Pada awal berdiri, lokasi  SMA Muhammadiyah 1 Metro dipindahkan ke komlek Muhammadiyah Metro di Jalan  Budi Utomo yang sekarang menjadi Jalan K.H. Ahmad Dahlan No.1 Metro. Dimana kegiatan belajar mengajar dilaksanakan pada waktu pagi hari.

Dalam perjalanannya, SMA Muhammadiyah 1 Metro telah mengalami beberapa kali pergantian kepemimpinan Kepala Sekolah, diantaranya sebagai berikut:

1. Siradjudin Djahidin, Sm., Hk. ( 1964 – 1966 )

2. Drs. R. Abdul Matin ( 1966 – 1971 )

3. Amiludin Hasan ( 1971 – 1979 )

4. Drs. Suparno ( 1979 – 1985 )

5. Drs. Sutoyo ( 1985 – 1987 )

6. Sukarman S., B.A. ( 1987 – 1999 )

7. Sardjono, S.Pd. ( 1999 – 2008 )

8. Nurhasim, M.Pd. ( 2008 – 2011 )

9. Drs. Ruslani ( 2011 – 2023 )

Pada masa kepemimpinan Drs. Suparno, Pempinan Cabang Muhammadiyah Metro membangun gedung SMA Muhammadiyah I Metro di Jalan Khairbras 14/IV Ganjar Agung Metro. Sehingga  pada tahun ajaran 1983/1984, SMA Muhammadiyah I Metro kegiatan belajar mengajar dipindahkan ke Lokasi tersebut.

Pada tahun 1984 berdasarkan surat Direktorat Jenderal Pendidikan Dasar dan Menengah, Departemen Pendidikan dan Kebudayaan No. 01/C-7/Kep/I/1984 SMA Muhammadiyah I Metro ditingkatkan statusnya dari status Terdaftar menjadi Diakui. Dengan demikian SMA Muhamadiyah I Metro Sejak Tahun Ajaran 1983/1984 berhak menyelenggarakan EBTA/EBTANAS sendiri.

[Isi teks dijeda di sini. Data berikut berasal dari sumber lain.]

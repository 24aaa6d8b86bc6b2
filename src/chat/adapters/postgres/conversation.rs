//! `PostgreSQL` conversation repository.

use super::{ChatPgPool, models::ConversationRow, schema::conversations};
use crate::chat::{
    domain::{
        Conversation, ConversationId, MessageId, ParticipantPair, PersistedConversationData,
        UserId,
    },
    ports::{ConversationRepository, ConversationRepositoryError, ConversationRepositoryResult},
};
use async_trait::async_trait;
use chrono::{DateTime, Utc};
use diesel::pg::PgConnection;
use diesel::prelude::*;
use diesel::result::{DatabaseErrorInformation, DatabaseErrorKind, Error as DieselError};

/// `PostgreSQL`-backed conversation repository.
#[derive(Debug, Clone)]
pub struct PostgresConversationRepository {
    pool: ChatPgPool,
}

impl PostgresConversationRepository {
    /// Creates a repository from a connection pool.
    #[must_use]
    pub const fn new(pool: ChatPgPool) -> Self {
        Self { pool }
    }

    async fn run_blocking<F, T>(&self, f: F) -> ConversationRepositoryResult<T>
    where
        F: FnOnce(&mut PgConnection) -> ConversationRepositoryResult<T> + Send + 'static,
        T: Send + 'static,
    {
        let pool = self.pool.clone();
        tokio::task::spawn_blocking(move || {
            let mut connection = pool
                .get()
                .map_err(ConversationRepositoryError::persistence)?;
            f(&mut connection)
        })
        .await
        .map_err(ConversationRepositoryError::persistence)?
    }
}

#[async_trait]
impl ConversationRepository for PostgresConversationRepository {
    async fn store(&self, conversation: &Conversation) -> ConversationRepositoryResult<()> {
        let conversation_id = conversation.id();
        let pair = conversation.participants();
        let row = to_row(conversation);

        self.run_blocking(move |connection| {
            diesel::insert_into(conversations::table)
                .values(&row)
                .execute(connection)
                .map_err(|err| match err {
                    DieselError::DatabaseError(DatabaseErrorKind::UniqueViolation, ref info)
                        if is_pair_unique_violation(info.as_ref()) =>
                    {
                        ConversationRepositoryError::DuplicatePair(pair)
                    }
                    DieselError::DatabaseError(DatabaseErrorKind::UniqueViolation, _) => {
                        ConversationRepositoryError::DuplicateConversation(conversation_id)
                    }
                    _ => ConversationRepositoryError::persistence(err),
                })?;
            Ok(())
        })
        .await
    }

    async fn find_by_id(
        &self,
        id: ConversationId,
    ) -> ConversationRepositoryResult<Option<Conversation>> {
        self.run_blocking(move |connection| {
            let row = conversations::table
                .filter(conversations::id.eq(id.into_inner()))
                .select(ConversationRow::as_select())
                .first::<ConversationRow>(connection)
                .optional()
                .map_err(ConversationRepositoryError::persistence)?;
            row.map(row_to_conversation).transpose()
        })
        .await
    }

    async fn find_by_participants(
        &self,
        participants: ParticipantPair,
    ) -> ConversationRepositoryResult<Option<Conversation>> {
        self.run_blocking(move |connection| {
            let row = conversations::table
                .filter(conversations::participant_low.eq(participants.low().into_inner()))
                .filter(conversations::participant_high.eq(participants.high().into_inner()))
                .select(ConversationRow::as_select())
                .first::<ConversationRow>(connection)
                .optional()
                .map_err(ConversationRepositoryError::persistence)?;
            row.map(row_to_conversation).transpose()
        })
        .await
    }

    async fn list_active_for_user(
        &self,
        user: UserId,
    ) -> ConversationRepositoryResult<Vec<Conversation>> {
        self.run_blocking(move |connection| {
            let user_uuid = user.into_inner();
            let rows = conversations::table
                .filter(conversations::is_active.eq(true))
                .filter(
                    conversations::participant_low
                        .eq(user_uuid)
                        .or(conversations::participant_high.eq(user_uuid)),
                )
                .order(conversations::last_activity.desc())
                .select(ConversationRow::as_select())
                .load::<ConversationRow>(connection)
                .map_err(ConversationRepositoryError::persistence)?;
            rows.into_iter().map(row_to_conversation).collect()
        })
        .await
    }

    async fn record_message(
        &self,
        id: ConversationId,
        message_id: MessageId,
        sent_at: DateTime<Utc>,
    ) -> ConversationRepositoryResult<Conversation> {
        self.run_blocking(move |connection| {
            connection.transaction::<_, ConversationRepositoryError, _>(|tx| {
                // The guard keeps a delayed or retried write from pulling the
                // summary back to an older message.
                diesel::update(
                    conversations::table
                        .filter(conversations::id.eq(id.into_inner()))
                        .filter(
                            conversations::last_message_id
                                .is_null()
                                .or(conversations::last_activity.le(sent_at)),
                        ),
                )
                .set((
                    conversations::last_message_id.eq(Some(message_id.into_inner())),
                    conversations::last_activity.eq(sent_at),
                    conversations::updated_at.eq(sent_at),
                ))
                .execute(tx)
                .map_err(ConversationRepositoryError::persistence)?;

                let row = conversations::table
                    .filter(conversations::id.eq(id.into_inner()))
                    .select(ConversationRow::as_select())
                    .first::<ConversationRow>(tx)
                    .optional()
                    .map_err(ConversationRepositoryError::persistence)?
                    .ok_or(ConversationRepositoryError::NotFound(id))?;
                row_to_conversation(row)
            })
        })
        .await
    }

    async fn set_active(
        &self,
        id: ConversationId,
        active: bool,
        at: DateTime<Utc>,
    ) -> ConversationRepositoryResult<Conversation> {
        self.run_blocking(move |connection| {
            let row = diesel::update(conversations::table.filter(conversations::id.eq(id.into_inner())))
                .set((
                    conversations::is_active.eq(active),
                    conversations::updated_at.eq(at),
                ))
                .returning(ConversationRow::as_returning())
                .get_result::<ConversationRow>(connection)
                .optional()
                .map_err(ConversationRepositoryError::persistence)?
                .ok_or(ConversationRepositoryError::NotFound(id))?;
            row_to_conversation(row)
        })
        .await
    }
}

fn to_row(conversation: &Conversation) -> ConversationRow {
    let pair = conversation.participants();
    ConversationRow {
        id: conversation.id().into_inner(),
        participant_low: pair.low().into_inner(),
        participant_high: pair.high().into_inner(),
        last_message_id: conversation.last_message_id().map(MessageId::into_inner),
        last_activity: conversation.last_activity(),
        is_active: conversation.is_active(),
        created_at: conversation.created_at(),
        updated_at: conversation.updated_at(),
    }
}

fn row_to_conversation(row: ConversationRow) -> ConversationRepositoryResult<Conversation> {
    let participants = ParticipantPair::new(
        UserId::from_uuid(row.participant_low),
        UserId::from_uuid(row.participant_high),
    )
    .map_err(ConversationRepositoryError::persistence)?;

    Ok(Conversation::from_persisted(PersistedConversationData {
        id: ConversationId::from_uuid(row.id),
        participants,
        last_message_id: row.last_message_id.map(MessageId::from_uuid),
        last_activity: row.last_activity,
        is_active: row.is_active,
        created_at: row.created_at,
        updated_at: row.updated_at,
    }))
}

fn is_pair_unique_violation(info: &dyn DatabaseErrorInformation) -> bool {
    info.constraint_name()
        .is_some_and(|name| name == "idx_conversations_participant_pair")
}

impl From<DieselError> for ConversationRepositoryError {
    fn from(err: DieselError) -> Self {
        Self::persistence(err)
    }
}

Pada tahun 1987 berdasarkan surat Keputusan Pimpinan Wilayah Muhammadiyah Lampung, Majelis Pendidikan, Pengajaran dan Kebudayaan (MPPK) Nomor : 001/C/ Kep/ 1/ 1989. Ditingkatkan lagi statusnya menjadi Disamakan. Berdasarkan UU No 2 tahun 1989 tentang Sistem Pendidikan Nasional, serta perubahan Kurikulum 1984 menjadi Kurikulum 1994 nama SMA diubah menjadi SMU (Sekolah Menengah Umum) yang dengan demikian berubah menjadi SMU Muhammadiyah I Metro, namun pada tahun 2003 berubah kembali namanya menjadi SMA Muhammadiyah 1 Metro.